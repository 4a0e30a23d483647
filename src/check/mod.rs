//! The check-and-report engine.
//!
//! A run walks through a fixed sequence of stages:
//!
//! ```text
//! Init ─▶ Connected ─▶ TargetValidated ─▶ Queried ─▶ Validated ─▶ ThresholdsEvaluated ─▶ Reported
//!   │          │              │              │            │
//!   └──────────┴──────────────┴──────────────┴────────────┴──▶ Reported (CRITICAL / UNKNOWN)
//! ```
//!
//! Any failure jumps straight to `Reported` carrying a [`CheckError`]. The
//! store session is held by a guard and released on every path before the
//! result is returned.

mod error;
mod request;
mod result;

pub use error::{CheckError, SUPPORT_MSG};
pub use request::{CellCheck, CheckRequest, Mode};
pub use result::CheckResult;

use std::fmt;
use std::ops::Deref;

use cellprobe_adapters::{CellSession, CellStore, Endpoint};
use cellprobe_types::{PerfDataPoint, Range, Status};
use tracing::{debug, info, warn};

use crate::timing::TimedOperation;
use crate::validate::validate;

/// Progress of a single run.
#[derive(Debug, Clone, Copy, PartialEq, Eq)]
pub enum Stage {
    Init,
    Connected,
    TargetValidated,
    Queried,
    Validated,
    ThresholdsEvaluated,
    Reported,
}

impl fmt::Display for Stage {
    fn fmt(&self, f: &mut fmt::Formatter<'_>) -> fmt::Result {
        let name = match self {
            Stage::Init => "init",
            Stage::Connected => "connected",
            Stage::TargetValidated => "target-validated",
            Stage::Queried => "queried",
            Stage::Validated => "validated",
            Stage::ThresholdsEvaluated => "thresholds-evaluated",
            Stage::Reported => "reported",
        };
        f.write_str(name)
    }
}

/// What a run prints and exits with.
#[derive(Debug, Clone, PartialEq)]
pub enum Outcome {
    Check(CheckResult),
    Tables(Vec<String>),
}

impl Outcome {
    pub fn status(&self) -> Status {
        match self {
            Outcome::Check(result) => result.status(),
            Outcome::Tables(_) => Status::Unknown,
        }
    }

    pub fn render(&self) -> String {
        match self {
            Outcome::Check(result) => result.render(),
            Outcome::Tables(tables) => format!("HBase Tables:\n\n{}", tables.join("\n")),
        }
    }
}

/// Run the request against `store`.
pub async fn run(store: &dyn CellStore, request: &CheckRequest) -> Outcome {
    match &request.mode {
        Mode::ListTables => match list_tables(store, &request.endpoint).await {
            Ok(tables) => Outcome::Tables(tables),
            Err(err) => {
                warn!(error = %err, "table listing failed");
                Outcome::Check(err.into())
            }
        },
        Mode::Cell(check) => {
            let mut ctx = CheckContext::new(&request.endpoint, check);
            Outcome::Check(ctx.run(store).await)
        }
    }
}

/// Connect and list all tables.
pub async fn list_tables(
    store: &dyn CellStore,
    endpoint: &Endpoint,
) -> Result<Vec<String>, CheckError> {
    info!("connecting to {}", endpoint);
    let connect = TimedOperation::new("connect")
        .timeout(endpoint.timeout)
        .run(store.connect(endpoint))
        .await;
    let mut session = SessionGuard::new(
        connect
            .outcome
            .map_err(|e| CheckError::connect(endpoint, e))?,
    );

    let tables = TimedOperation::new("list tables")
        .timeout(endpoint.timeout)
        .run(session.list_tables())
        .await
        .outcome
        .map_err(CheckError::list)?;
    session.close();
    Ok(tables)
}

/// Request-scoped state of one cell check.
#[derive(Debug)]
pub struct CheckContext<'a> {
    endpoint: &'a Endpoint,
    check: &'a CellCheck,
    stage: Stage,
}

impl<'a> CheckContext<'a> {
    pub fn new(endpoint: &'a Endpoint, check: &'a CellCheck) -> Self {
        Self {
            endpoint,
            check,
            stage: Stage::Init,
        }
    }

    pub fn stage(&self) -> Stage {
        self.stage
    }

    /// Run the check, turning any failure into a reportable result.
    pub async fn run(&mut self, store: &dyn CellStore) -> CheckResult {
        match self.execute(store).await {
            Ok(result) => result,
            Err(err) => {
                warn!(stage = %self.stage, error = %err, "check failed");
                self.advance(Stage::Reported);
                err.into()
            }
        }
    }

    /// Run the check, stopping at the first failure.
    pub async fn execute(&mut self, store: &dyn CellStore) -> Result<CheckResult, CheckError> {
        let endpoint = self.endpoint;
        let check = self.check;
        let query = &check.query;

        info!("connecting to {}", endpoint);
        let connect = TimedOperation::new("connect")
            .timeout(endpoint.timeout)
            .run(store.connect(endpoint))
            .await;
        let connect_time = connect.secs();
        let mut session = SessionGuard::new(
            connect
                .outcome
                .map_err(|e| CheckError::connect(endpoint, e))?,
        );
        info!("connected to {} in {} secs", session.description(), connect_time);
        self.advance(Stage::Connected);

        info!("checking table '{}'", query.table);
        let enabled = TimedOperation::new("table check")
            .timeout(endpoint.timeout)
            .run(session.is_table_enabled(&query.table))
            .await
            .outcome
            .map_err(CheckError::query)?;
        if !enabled {
            return Err(CheckError::TableDisabled(query.table.clone()));
        }
        self.advance(Stage::TargetValidated);

        info!("getting cells");
        let cells = TimedOperation::new("query")
            .timeout(endpoint.timeout)
            .run(session.cells(query))
            .await;
        let query_time = cells.secs();
        let cells = cells.outcome.map_err(CheckError::query)?;
        info!("queried in {} secs", query_time);
        debug!(?cells, "cells returned");
        info!("finished, closing connection");
        session.close();
        self.advance(Stage::Queried);

        let measurement = validate(cells, check.expected.as_ref())
            .map_err(|e| CheckError::validation(e, query))?;
        info!("value = {}", measurement.raw());
        self.advance(Stage::Validated);

        let mut message = format!("cell value = '{}' for {}", measurement.raw(), query);
        let status = match measurement.numeric() {
            Some(value) => {
                info!("value is numeric, checking thresholds");
                let evaluation = check.thresholds.evaluate(value);
                if evaluation.breaches_critical {
                    message.push_str(&describe_breach("critical", check.thresholds.critical));
                } else if evaluation.breaches_warning {
                    message.push_str(&describe_breach("warning", check.thresholds.warning));
                }
                evaluation.status()
            }
            None => Status::Ok,
        };
        self.advance(Stage::ThresholdsEvaluated);

        let mut result = CheckResult::new(status, message).with_precision(check.precision);
        if check.graph {
            result.push(match measurement.numeric() {
                Some(value) => {
                    let point = PerfDataPoint::new("value", value).with_thresholds(&check.thresholds);
                    match &check.units {
                        Some(units) => point.with_unit(units.as_str()),
                        None => point,
                    }
                }
                None => PerfDataPoint::nan("value"),
            });
        }
        result.push(PerfDataPoint::seconds("connect_time", connect_time));
        result.push(PerfDataPoint::seconds("query_time", query_time));
        self.advance(Stage::Reported);

        Ok(result)
    }

    fn advance(&mut self, next: Stage) {
        debug!(from = %self.stage, to = %next, "stage transition");
        self.stage = next;
    }
}

fn describe_breach(level: &str, range: Option<Range>) -> String {
    match range {
        Some(range) if range.invert => format!(" (inside {} range '{}')", level, range),
        Some(range) => format!(" (outside {} range '{}')", level, range),
        None => String::new(),
    }
}

/// Owns a session and closes it when dropped.
struct SessionGuard {
    session: Box<dyn CellSession>,
}

impl SessionGuard {
    fn new(session: Box<dyn CellSession>) -> Self {
        Self { session }
    }

    fn close(&mut self) {
        self.session.close();
    }
}

impl Deref for SessionGuard {
    type Target = dyn CellSession;

    fn deref(&self) -> &Self::Target {
        self.session.as_ref()
    }
}

impl Drop for SessionGuard {
    fn drop(&mut self) {
        self.session.close();
    }
}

* [Exercise details]
Retype each line of the data exactly as it reads.

* [Result below]
repository 4a0e30a23d483647
filename src/check/mod.rs
//! The check-and-report engine.
//!
//! A run walks through a fixed sequence of stages:
//!
//! ```text
//! Init ─▶ Connected ─▶ TargetValidated ─▶ Queried ─▶ Validated ─▶ ThresholdsEvaluated ─▶ Reported
//!   │          │              │              │            │
//!   └──────────┴──────────────┴──────────────┴────────────┴──▶ Reported (CRITICAL / UNKNOWN)
//! ```
//!
//! Any failure jumps straight to `Reported` carrying a [`CheckError`]. The
//! store session is held by a guard and released on every path before the
//! result is returned.

mod error;
mod request;
mod result;

pub use error::{CheckError, SUPPORT_MSG};
pub use request::{CellCheck, CheckRequest, Mode};
pub use result::CheckResult;

use std::fmt;
use std::ops::Deref;

use cellprobe_adapters::{CellSession, CellStore, Endpoint};
use cellprobe_types::{PerfDataPoint, Range, Status};
use tracing::{debug, info, warn};

use crate::timing::TimedOperation;
use crate::validate::validate;

/// Progress of a single run.
#[derive(Debug, Clone, Copy, PartialEq, Eq)]
pub enum Stage {
    Init,
    Connected,
    TargetValidated,
    Queried,
    Validated,
    ThresholdsEvaluated,
    Reported,
}

impl fmt::Display for Stage {
    fn fmt(&self, f: &mut fmt::Formatter<'_>) -> fmt::Result {
        let name = match self {
            Stage::Init => "init",
            Stage::Connected => "connected",
            Stage::TargetValidated => "target-validated",
            Stage::Queried => "queried",
            Stage::Validated => "validated",
            Stage::ThresholdsEvaluated => "thresholds-evaluated",
            Stage::Reported => "reported",
        };
        f.write_str(name)
    }
}

/// What a run prints and exits with.
#[derive(Debug, Clone, PartialEq)]
pub enum Outcome {
    Check(CheckResult),
    Tables(Vec<String>),
}

impl Outcome {
    pub fn status(&self) -> Status {
        match self {
            Outcome::Check(result) => result.status(),
            Outcome::Tables(_) => Status::Unknown,
        }
    }

    pub fn render(&self) -> String {
        match self {
            Outcome::Check(result) => result.render(),
            Outcome::Tables(tables) => format!("HBase Tables:\n\n{}", tables.join("\n")),
        }
    }
}

/// Run the request against `store`.
pub async fn run(store: &dyn CellStore, request: &CheckRequest) -> Outcome {
    match &request.mode {
        Mode::ListTables => match list_tables(store, &request.endpoint).await {
            Ok(tables) => Outcome::Tables(tables),
            Err(err) => {
                warn!(error = %err, "table listing failed");
                Outcome::Check(err.into())
            }
        },
        Mode::Cell(check) => {
            let mut ctx = CheckContext::new(&request.endpoint, check);
            Outcome::Check(ctx.run(store).await)
        }
    }
}

/// Connect and list all tables.
pub async fn list_tables(
    store: &dyn CellStore,
    endpoint: &Endpoint,
) -> Result<Vec<String>, CheckError> {
    info!("connecting to {}", endpoint);
    let connect = TimedOperation::new("connect")
        .timeout(endpoint.timeout)
        .run(store.connect(endpoint))
        .await;
    let mut session = SessionGuard::new(
        connect
            .outcome
            .map_err(|e| CheckError::connect(endpoint, e))?,
    );

    let tables = TimedOperation::new("list tables")
        .timeout(endpoint.timeout)
        .run(session.list_tables())
        .await
        .outcome
        .map_err(CheckError::list)?;
    session.close();
    Ok(tables)
}

/// Request-scoped state of one cell check.
#[derive(Debug)]
pub struct CheckContext<'a> {
    endpoint: &'a Endpoint,
    check: &'a CellCheck,
    stage: Stage,
}

impl<'a> CheckContext<'a> {
    pub fn new(endpoint: &'a Endpoint, check: &'a CellCheck) -> Self {
        Self {
            endpoint,
            check,
            stage: Stage::Init,
        }
    }

    pub fn stage(&self) -> Stage {
        self.stage
    }

    /// Run the check, turning any failure into a reportable result.
    pub async fn run(&mut self, store: &dyn CellStore) -> CheckResult {
        match self.execute(store).await {
            Ok(result) => result,
            Err(err) => {
                warn!(stage = %self.stage, error = %err, "check failed");
                self.advance(Stage::Reported);
                err.into()
            }
        }
    }

    /// Run the check, stopping at the first failure.
    pub async fn execute(&mut self, store: &dyn CellStore) -> Result<CheckResult, CheckError> {
        let endpoint = self.endpoint;
        let check = self.check;
        let query = &check.query;

        info!("connecting to {}", endpoint);
        let connect = TimedOperation::new("connect")
            .timeout(endpoint.timeout)
            .run(store.connect(endpoint))
            .await;
        let connect_time = connect.secs();
        let mut session = SessionGuard::new(
            connect
                .outcome
                .map_err(|e| CheckError::connect(endpoint, e))?,
        );
        info!("connected to {} in {} secs", session.description(), connect_time);
        self.advance(Stage::Connected);

        info!("checking table '{}'", query.table);
        let enabled = TimedOperation::new("table check")
            .timeout(endpoint.timeout)
            .run(session.is_table_enabled(&query.table))
            .await
            .outcome
            .map_err(CheckError::query)?;
        if !enabled {
            return Err(CheckError::TableDisabled(query.table.clone()));
        }
        self.advance(Stage::TargetValidated);

        info!("getting cells");
        let cells = TimedOperation::new("query")
            .timeout(endpoint.timeout)
            .run(session.cells(query))
            .await;
        let query_time = cells.secs();
        let cells = cells.outcome.map_err(CheckError::query)?;
        info!("queried in {} secs", query_time);
        debug!(?cells, "cells returned");
        info!("finished, closing connection");
        session.close();
        self.advance(Stage::Queried);

        let measurement = validate(cells, check.expected.as_ref())
            .map_err(|e| CheckError::validation(e, query))?;
        info!("value = {}", measurement.raw());
        self.advance(Stage::Validated);

        let mut message = format!("cell value = '{}' for {}", measurement.raw(), query);
        let status = match measurement.numeric() {
            Some(value) => {
                info!("value is numeric, checking thresholds");
                let evaluation = check.thresholds.evaluate(value);
                if evaluation.breaches_critical {
                    message.push_str(&describe_breach("critical", check.thresholds.critical));
                } else if evaluation.breaches_warning {
                    message.push_str(&describe_breach("warning", check.thresholds.warning));
                }
                evaluation.status()
            }
            None => Status::Ok,
        };
        self.advance(Stage::ThresholdsEvaluated);

        let mut result = CheckResult::new(status, message).with_precision(check.precision);
        if check.graph {
            result.push(match measurement.numeric() {
                Some(value) => {
                    let point = PerfDataPoint::new("value", value).with_thresholds(&check.thresholds);
                    match &check.units {
                        Some(units) => point.with_unit(units.as_str()),
                        None => point,
                    }
                }
                None => PerfDataPoint::nan("value"),
            });
        }
        result.push(PerfDataPoint::seconds("connect_time", connect_time));
        result.push(PerfDataPoint::seconds("query_time", query_time));
        self.advance(Stage::Reported);

        Ok(result)
    }

    fn advance(&mut self, next: Stage) {
        debug!(from = %self.stage, to = %next, "stage transition");
        self.stage = next;
    }
}

fn describe_breach(level: &str, range: Option<Range>) -> String {
    match range {
        Some(range) if range.invert => format!(" (inside {} range '{}')", level, range),
        Some(range) => format!(" (outside {} range '{}')", level, range),
        None => String::new(),
    }
}

/// Owns a session and closes it when dropped.
struct SessionGuard {
    session: Box<dyn CellSession>,
}

impl SessionGuard {
    fn new(session: Box<dyn CellSession>) -> Self {
        Self { session }
    }

    fn close(&mut self) {
        self.session.close();
    }
}

impl Deref for SessionGuard {
    type Target = dyn CellSession;

    fn deref(&self) -> &Self::Target {
        self.session.as_ref()
    }
}

impl Drop for SessionGuard {
    fn drop(&mut self) {
        self.session.close();
    }
}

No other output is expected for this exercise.